Stored data:
use chrono::{DateTime, Utc};
use std::sync::atomic::{AtomicUsize, Ordering};
use std::sync::Arc;
use tokio::sync::mpsc;

use super::OrganizeEvent;

/// Destination for diagnostic events.
///
/// Components receive a sink instead of printing, so callers decide whether
/// events go to the log, a file, or a test recorder. `record` must not block
/// for long; it is called from the discovery thread and from workers.
pub trait EventSink: Send + Sync {
    /// Records one event.
    fn record(&self, event: OrganizeEvent);
}

impl<S: EventSink + ?Sized> EventSink for Arc<S> {
    fn record(&self, event: OrganizeEvent) {
        (**self).record(event)
    }
}

/// Sink that drops every event.
#[derive(Debug, Clone, Copy, Default)]
pub struct NullSink;

impl EventSink for NullSink {
    fn record(&self, _event: OrganizeEvent) {}
}

/// Sink that writes events to the `tracing` log.
#[derive(Debug, Clone, Copy, Default)]
pub struct TracingSink;

impl EventSink for TracingSink {
    fn record(&self, event: OrganizeEvent) {
        match &event {
            OrganizeEvent::DiscoveryStarted { root } => {
                tracing::info!("Scanning {}", root.display());
            }
            OrganizeEvent::FileDiscovered {
                path,
                resolved_date,
                source,
            } => {
                tracing::debug!(
                    "Found {} dated {} ({:?})",
                    path.display(),
                    resolved_date,
                    source
                );
            }
            OrganizeEvent::DateUnresolvable { path, reason } => {
                tracing::warn!("Skipping {}: {}", path.display(), reason);
            }
            OrganizeEvent::DiscoveryFinished { stats } => {
                tracing::info!(
                    "Scan finished: {} entries, {} pictures, {} queued, {} without date",
                    stats.scanned,
                    stats.matched,
                    stats.enqueued,
                    stats.unresolved
                );
            }
            OrganizeEvent::DiscoveryFailed { root, error } => {
                tracing::error!("Scan of {} failed: {}", root.display(), error);
            }
            OrganizeEvent::FileMoved {
                source,
                destination,
            } => {
                tracing::info!("Moved {} to {}", source.display(), destination.display());
            }
            OrganizeEvent::DuplicateSkipped { source, existing } => {
                tracing::info!(
                    "Skipping {}: already stored as {}",
                    source.display(),
                    existing.display()
                );
            }
            OrganizeEvent::CopyMismatch { source, attempt } => {
                tracing::warn!(
                    "Copy of {} failed verification on attempt {}",
                    source.display(),
                    attempt
                );
            }
            OrganizeEvent::Requeued {
                source,
                next_attempt,
            } => {
                tracing::warn!(
                    "Error copying {}, trying again later (attempt {})",
                    source.display(),
                    next_attempt
                );
            }
            OrganizeEvent::RetriesExhausted { source, attempts } => {
                tracing::error!("Giving up on {} after {} attempts", source.display(), attempts);
            }
            OrganizeEvent::MoveFailed { source, error } => {
                tracing::warn!("Failed to move {}: {}", source.display(), error);
            }
            OrganizeEvent::WorkerFinished {
                worker_id,
                processed,
            } => {
                tracing::debug!("Worker {} finished after {} items", worker_id, processed);
            }
        }
    }
}

/// Envelope wrapping an event with the time it was recorded.
#[derive(Debug, Clone)]
pub struct EventEnvelope {
    pub timestamp: DateTime<Utc>,
    pub event: OrganizeEvent,
}

/// Count of events a [`ChannelSink`] could not forward.
///
/// Shared between clones of the sink. Holding it does not keep the channel
/// open.
#[derive(Debug, Clone, Default)]
pub struct DroppedEvents(Arc<AtomicUsize>);

impl DroppedEvents {
    pub fn count(&self) -> usize {
        self.0.load(Ordering::Relaxed)
    }

    fn increment(&self) -> usize {
        self.0.fetch_add(1, Ordering::Relaxed)
    }
}

/// Sink that forwards events through a bounded channel.
///
/// Cheaply cloneable. `record` never blocks: if the channel is full or
/// closed the event is dropped and counted in [`DroppedEvents`]. A log fed
/// by this sink is complete only when that count is zero.
#[derive(Debug, Clone)]
pub struct ChannelSink {
    tx: mpsc::Sender<EventEnvelope>,
    dropped: DroppedEvents,
}

impl ChannelSink {
    /// Creates a sink from a channel sender.
    pub fn new(tx: mpsc::Sender<EventEnvelope>) -> Self {
        Self {
            tx,
            dropped: DroppedEvents::default(),
        }
    }

    /// Handle to the count of events dropped so far.
    pub fn dropped_events(&self) -> DroppedEvents {
        self.dropped.clone()
    }

    /// Tries to forward an event, returning whether it was accepted.
    pub fn try_record(&self, event: OrganizeEvent) -> bool {
        let envelope = EventEnvelope {
            timestamp: Utc::now(),
            event,
        };
        match self.tx.try_send(envelope) {
            Ok(()) => true,
            Err(e) => {
                if self.dropped.increment() == 0 {
                    tracing::error!("Failed to record event, event log is incomplete: {}", e);
                } else {
                    tracing::debug!("Failed to record event: {}", e);
                }
                false
            }
        }
    }
}

impl EventSink for ChannelSink {
    fn record(&self, event: OrganizeEvent) {
        self.try_record(event);
    }
}

/// Sink that hands every event to each of its inner sinks.
#[derive(Clone, Default)]
pub struct FanoutSink {
    sinks: Vec<Arc<dyn EventSink>>,
}

impl FanoutSink {
    /// Creates an empty fanout.
    pub fn new() -> Self {
        Self::default()
    }

    /// Adds a sink.
    pub fn with(mut self, sink: Arc<dyn EventSink>) -> Self {
        self.sinks.push(sink);
        self
    }

    /// Number of inner sinks.
    pub fn len(&self) -> usize {
        self.sinks.len()
    }

    /// Whether there are no inner sinks.
    pub fn is_empty(&self) -> bool {
        self.sinks.is_empty()
    }
}

impl EventSink for FanoutSink {
    fn record(&self, event: OrganizeEvent) {
        if let Some((last, rest)) = self.sinks.split_last() {
            for sink in rest {
                sink.record(event.clone());
            }
            last.record(event);
        }
    }
}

Task brief
The records above are to be printed in full, exactly as they appear.

Finished exercise
use chrono::{DateTime, Utc};
use std::sync::atomic::{AtomicUsize, Ordering};
use std::sync::Arc;
use tokio::sync::mpsc;

use super::OrganizeEvent;

/// Destination for diagnostic events.
///
/// Components receive a sink instead of printing, so callers decide whether
/// events go to the log, a file, or a test recorder. `record` must not block
/// for long; it is called from the discovery thread and from workers.
pub trait EventSink: Send + Sync {
    /// Records one event.
    fn record(&self, event: OrganizeEvent);
}

impl<S: EventSink + ?Sized> EventSink for Arc<S> {
    fn record(&self, event: OrganizeEvent) {
        (**self).record(event)
    }
}

/// Sink that drops every event.
#[derive(Debug, Clone, Copy, Default)]
pub struct NullSink;

impl EventSink for NullSink {
    fn record(&self, _event: OrganizeEvent) {}
}

/// Sink that writes events to the `tracing` log.
#[derive(Debug, Clone, Copy, Default)]
pub struct TracingSink;

impl EventSink for TracingSink {
    fn record(&self, event: OrganizeEvent) {
        match &event {
            OrganizeEvent::DiscoveryStarted { root } => {
                tracing::info!("Scanning {}", root.display());
            }
            OrganizeEvent::FileDiscovered {
                path,
                resolved_date,
                source,
            } => {
                tracing::debug!(
                    "Found {} dated {} ({:?})",
                    path.display(),
                    resolved_date,
                    source
                );
            }
            OrganizeEvent::DateUnresolvable { path, reason } => {
                tracing::warn!("Skipping {}: {}", path.display(), reason);
            }
            OrganizeEvent::DiscoveryFinished { stats } => {
                tracing::info!(
                    "Scan finished: {} entries, {} pictures, {} queued, {} without date",
                    stats.scanned,
                    stats.matched,
                    stats.enqueued,
                    stats.unresolved
                );
            }
            OrganizeEvent::DiscoveryFailed { root, error } => {
                tracing::error!("Scan of {} failed: {}", root.display(), error);
            }
            OrganizeEvent::FileMoved {
                source,
                destination,
            } => {
                tracing::info!("Moved {} to {}", source.display(), destination.display());
            }
            OrganizeEvent::DuplicateSkipped { source, existing } => {
                tracing::info!(
                    "Skipping {}: already stored as {}",
                    source.display(),
                    existing.display()
                );
            }
            OrganizeEvent::CopyMismatch { source, attempt } => {
                tracing::warn!(
                    "Copy of {} failed verification on attempt {}",
                    source.display(),
                    attempt
                );
            }
            OrganizeEvent::Requeued {
                source,
                next_attempt,
            } => {
                tracing::warn!(
                    "Error copying {}, trying again later (attempt {})",
                    source.display(),
                    next_attempt
                );
            }
            OrganizeEvent::RetriesExhausted { source, attempts } => {
                tracing::error!("Giving up on {} after {} attempts", source.display(), attempts);
            }
            OrganizeEvent::MoveFailed { source, error } => {
                tracing::warn!("Failed to move {}: {}", source.display(), error);
            }
            OrganizeEvent::WorkerFinished {
                worker_id,
                processed,
            } => {
                tracing::debug!("Worker {} finished after {} items", worker_id, processed);
            }
        }
    }
}

/// Envelope wrapping an event with the time it was recorded.
#[derive(Debug, Clone)]
pub struct EventEnvelope {
    pub timestamp: DateTime<Utc>,
    pub event: OrganizeEvent,
}

/// Count of events a [`ChannelSink`] could not forward.
///
/// Shared between clones of the sink. Holding it does not keep the channel
/// open.
#[derive(Debug, Clone, Default)]
pub struct DroppedEvents(Arc<AtomicUsize>);

impl DroppedEvents {
    pub fn count(&self) -> usize {
        self.0.load(Ordering::Relaxed)
    }

    fn increment(&self) -> usize {
        self.0.fetch_add(1, Ordering::Relaxed)
    }
}

/// Sink that forwards events through a bounded channel.
///
/// Cheaply cloneable. `record` never blocks: if the channel is full or
/// closed the event is dropped and counted in [`DroppedEvents`]. A log fed
/// by this sink is complete only when that count is zero.
#[derive(Debug, Clone)]
pub struct ChannelSink {
    tx: mpsc::Sender<EventEnvelope>,
    dropped: DroppedEvents,
}

impl ChannelSink {
    /// Creates a sink from a channel sender.
    pub fn new(tx: mpsc::Sender<EventEnvelope>) -> Self {
        Self {
            tx,
            dropped: DroppedEvents::default(),
        }
    }

    /// Handle to the count of events dropped so far.
    pub fn dropped_events(&self) -> DroppedEvents {
        self.dropped.clone()
    }

    /// Tries to forward an event, returning whether it was accepted.
    pub fn try_record(&self, event: OrganizeEvent) -> bool {
        let envelope = EventEnvelope {
            timestamp: Utc::now(),
            event,
        };
        match self.tx.try_send(envelope) {
            Ok(()) => true,
            Err(e) => {
                if self.dropped.increment() == 0 {
                    tracing::error!("Failed to record event, event log is incomplete: {}", e);
                } else {
                    tracing::debug!("Failed to record event: {}", e);
                }
                false
            }
        }
    }
}

impl EventSink for ChannelSink {
    fn record(&self, event: OrganizeEvent) {
        self.try_record(event);
    }
}

/// Sink that hands every event to each of its inner sinks.
#[derive(Clone, Default)]
pub struct FanoutSink {
    sinks: Vec<Arc<dyn EventSink>>,
}

impl FanoutSink {
    /// Creates an empty fanout.
    pub fn new() -> Self {
        Self::default()
    }

    /// Adds a sink.
    pub fn with(mut self, sink: Arc<dyn EventSink>) -> Self {
        self.sinks.push(sink);
        self
    }

    /// Number of inner sinks.
    pub fn len(&self) -> usize {
        self.sinks.len()
    }

    /// Whether there are no inner sinks.
    pub fn is_empty(&self) -> bool {
        self.sinks.is_empty()
    }
}

impl EventSink for FanoutSink {
    fn record(&self, event: OrganizeEvent) {
        if let Some((last, rest)) = self.sinks.split_last() {
            for sink in rest {
                sink.record(event.clone());
            }
            last.record(event);
        }
    }
}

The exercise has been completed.